[[ Entries provided open ]]

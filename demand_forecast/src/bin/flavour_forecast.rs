use anyhow::{Context, Result};
use chrono::NaiveDate;
use clap::{Parser, Subcommand};
use demand_forecast::adjustment::{ExternalFactors, PromotionType};
use demand_forecast::data::parse_date;
use demand_forecast::export::{forecast_json, write_forecast_csv};
use demand_forecast::summary::DatasetSummary;
use demand_forecast::trend::correlation;
use demand_forecast::{
    Column, DataLoader, ForecastConfig, ForecastEngine, ForecastRequest, ForecastSession,
    TargetColumn,
};
use std::fs::File;
use std::io::{self, BufWriter};
use std::path::PathBuf;

/// Demand forecasting from historical sales spreadsheets
#[derive(Parser, Debug)]
#[command(name = "flavour-forecast", version, about)]
struct Cli {
    #[command(subcommand)]
    command: Command,
}

#[derive(Subcommand, Debug)]
enum Command {
    /// Show shape, missing values and column statistics
    Summary {
        /// CSV or Excel (.xlsx) file with the demand dataset
        #[arg(short, long)]
        input: PathBuf,
    },
    /// Forecast a target column and apply external-factor adjustments
    Forecast {
        /// CSV or Excel (.xlsx) file with the demand dataset
        #[arg(short, long)]
        input: PathBuf,
        /// Column to forecast: "Sales Volume" or "Demand Volume"
        #[arg(short, long, default_value = "Sales Volume")]
        target: TargetColumn,
        /// Number of days to forecast (1-365)
        #[arg(short, long, default_value_t = 30)]
        days: usize,
        /// Holidays expected over the horizon
        #[arg(long, default_value_t = 0)]
        holidays: u32,
        /// Concerts or festivals expected over the horizon
        #[arg(long, default_value_t = 0)]
        concerts: u32,
        /// Promotion type: none, discount, bogo or other
        #[arg(long, default_value = "none")]
        promotion: PromotionType,
        /// Discount percentage (0-100)
        #[arg(long, default_value_t = 0)]
        discount: u32,
        /// Fill missing values with column means before forecasting
        #[arg(long)]
        fill_missing: bool,
        /// JSON configuration overriding the model defaults
        #[arg(short, long)]
        config: Option<PathBuf>,
        /// Write date,baseline,adjusted rows to this CSV file
        #[arg(short, long)]
        output: Option<PathBuf>,
        /// Print the full run as JSON instead of text
        #[arg(long)]
        json: bool,
    },
    /// Pearson correlation between two columns
    Correlate {
        /// CSV or Excel (.xlsx) file with the demand dataset
        #[arg(short, long)]
        input: PathBuf,
        /// First column
        #[arg(short)]
        x: Column,
        /// Second column
        #[arg(short)]
        y: Column,
        /// First date to include
        #[arg(long, value_parser = parse_cli_date)]
        from: Option<NaiveDate>,
        /// Last date to include
        #[arg(long, value_parser = parse_cli_date)]
        to: Option<NaiveDate>,
    },
}

fn parse_cli_date(raw: &str) -> std::result::Result<NaiveDate, String> {
    parse_date(raw).ok_or_else(|| format!("cannot parse date '{}'", raw))
}

fn main() -> Result<()> {
    env_logger::Builder::from_env(env_logger::Env::default().default_filter_or("info")).init();

    match Cli::parse().command {
        Command::Summary { input } => {
            let dataset = DataLoader::from_path(&input)
                .with_context(|| format!("Failed to load {}", input.display()))?;
            print!("{}", DatasetSummary::of(&dataset));
        }
        Command::Forecast {
            input,
            target,
            days,
            holidays,
            concerts,
            promotion,
            discount,
            fill_missing,
            config,
            output,
            json,
        } => {
            let config = match config {
                Some(path) => ForecastConfig::from_json_file(&path)
                    .with_context(|| format!("Failed to read config {}", path.display()))?,
                None => ForecastConfig::default(),
            };
            let engine = ForecastEngine::new(config)?;

            let mut dataset = DataLoader::from_path(&input)
                .with_context(|| format!("Failed to load {}", input.display()))?;
            if fill_missing {
                dataset = dataset.fill_missing();
            }

            let factors = ExternalFactors {
                holidays,
                concerts,
                promotion,
                discount_percent: discount,
            };
            let mut session = ForecastSession::new(engine);
            session.load_dataset(dataset);
            let run = session
                .run_forecast(ForecastRequest::new(target, days).with_factors(factors))
                .context("Forecast failed")?
                .clone();

            if let Some(path) = output {
                let file = File::create(&path)
                    .with_context(|| format!("Failed to create {}", path.display()))?;
                write_forecast_csv(&run, BufWriter::new(file))?;
                log::info!("Wrote {} forecast rows to {}", days, path.display());
            }

            let metrics = match session.evaluate() {
                Ok(metrics) => Some(metrics),
                Err(e) => {
                    log::warn!("Accuracy not available: {}", e);
                    None
                }
            };

            if json {
                println!("{}", forecast_json(&run)?);
                if let Some(metrics) = metrics {
                    serde_json::to_writer_pretty(io::stdout(), &metrics)?;
                    println!();
                }
                return Ok(());
            }

            println!("{} forecast for the next {} days ({})", target, days, run.model);
            println!("{:<12} {:>12} {:>12}", "Date", "Baseline", "Adjusted");
            for ((date, baseline), adjusted) in run
                .forecast_dates
                .iter()
                .zip(&run.baseline)
                .zip(&run.adjusted.values)
            {
                println!("{:<12} {:>12.2} {:>12.2}", date, baseline, adjusted);
            }
            println!();
            for line in &run.adjusted.breakdown {
                println!("- {}", line);
            }
            println!(
                "The overall adjustment applied to the forecast is an increase of {:.1}%.",
                run.adjusted.total_percentage * 100.0
            );
            if let Some(metrics) = metrics {
                println!();
                print!("{}", metrics);
            }
        }
        Command::Correlate {
            input,
            x,
            y,
            from,
            to,
        } => {
            let dataset = DataLoader::from_path(&input)
                .with_context(|| format!("Failed to load {}", input.display()))?
                .filter_dates(from, to)?;
            let r = correlation(&dataset, x, y)?;
            println!("Correlation between {} and {}: {:.4}", x, y, r);
        }
    }

    Ok(())
}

[[ Entries provided closed ]]

### Instructions to follow
Starting at the first line of the entries above, please extract each line up to and including the line with "bogo or other", unchanged, and add nothing.

### Exercise output
filename demand_forecast/src/bin/flavour_forecast.rs
use anyhow::{Context, Result};
use chrono::NaiveDate;
use clap::{Parser, Subcommand};
use demand_forecast::adjustment::{ExternalFactors, PromotionType};
use demand_forecast::data::parse_date;
use demand_forecast::export::{forecast_json, write_forecast_csv};
use demand_forecast::summary::DatasetSummary;
use demand_forecast::trend::correlation;
use demand_forecast::{
    Column, DataLoader, ForecastConfig, ForecastEngine, ForecastRequest, ForecastSession,
    TargetColumn,
};
use std::fs::File;
use std::io::{self, BufWriter};
use std::path::PathBuf;

/// Demand forecasting from historical sales spreadsheets
#[derive(Parser, Debug)]
#[command(name = "flavour-forecast", version, about)]
struct Cli {
    #[command(subcommand)]
    command: Command,
}

#[derive(Subcommand, Debug)]
enum Command {
    /// Show shape, missing values and column statistics
    Summary {
        /// CSV or Excel (.xlsx) file with the demand dataset
        #[arg(short, long)]
        input: PathBuf,
    },
    /// Forecast a target column and apply external-factor adjustments
    Forecast {
        /// CSV or Excel (.xlsx) file with the demand dataset
        #[arg(short, long)]
        input: PathBuf,
        /// Column to forecast: "Sales Volume" or "Demand Volume"
        #[arg(short, long, default_value = "Sales Volume")]
        target: TargetColumn,
        /// Number of days to forecast (1-365)
        #[arg(short, long, default_value_t = 30)]
        days: usize,
        /// Holidays expected over the horizon
        #[arg(long, default_value_t = 0)]
        holidays: u32,
        /// Concerts or festivals expected over the horizon
        #[arg(long, default_value_t = 0)]
        concerts: u32,
        /// Promotion type: none, discount, bogo or other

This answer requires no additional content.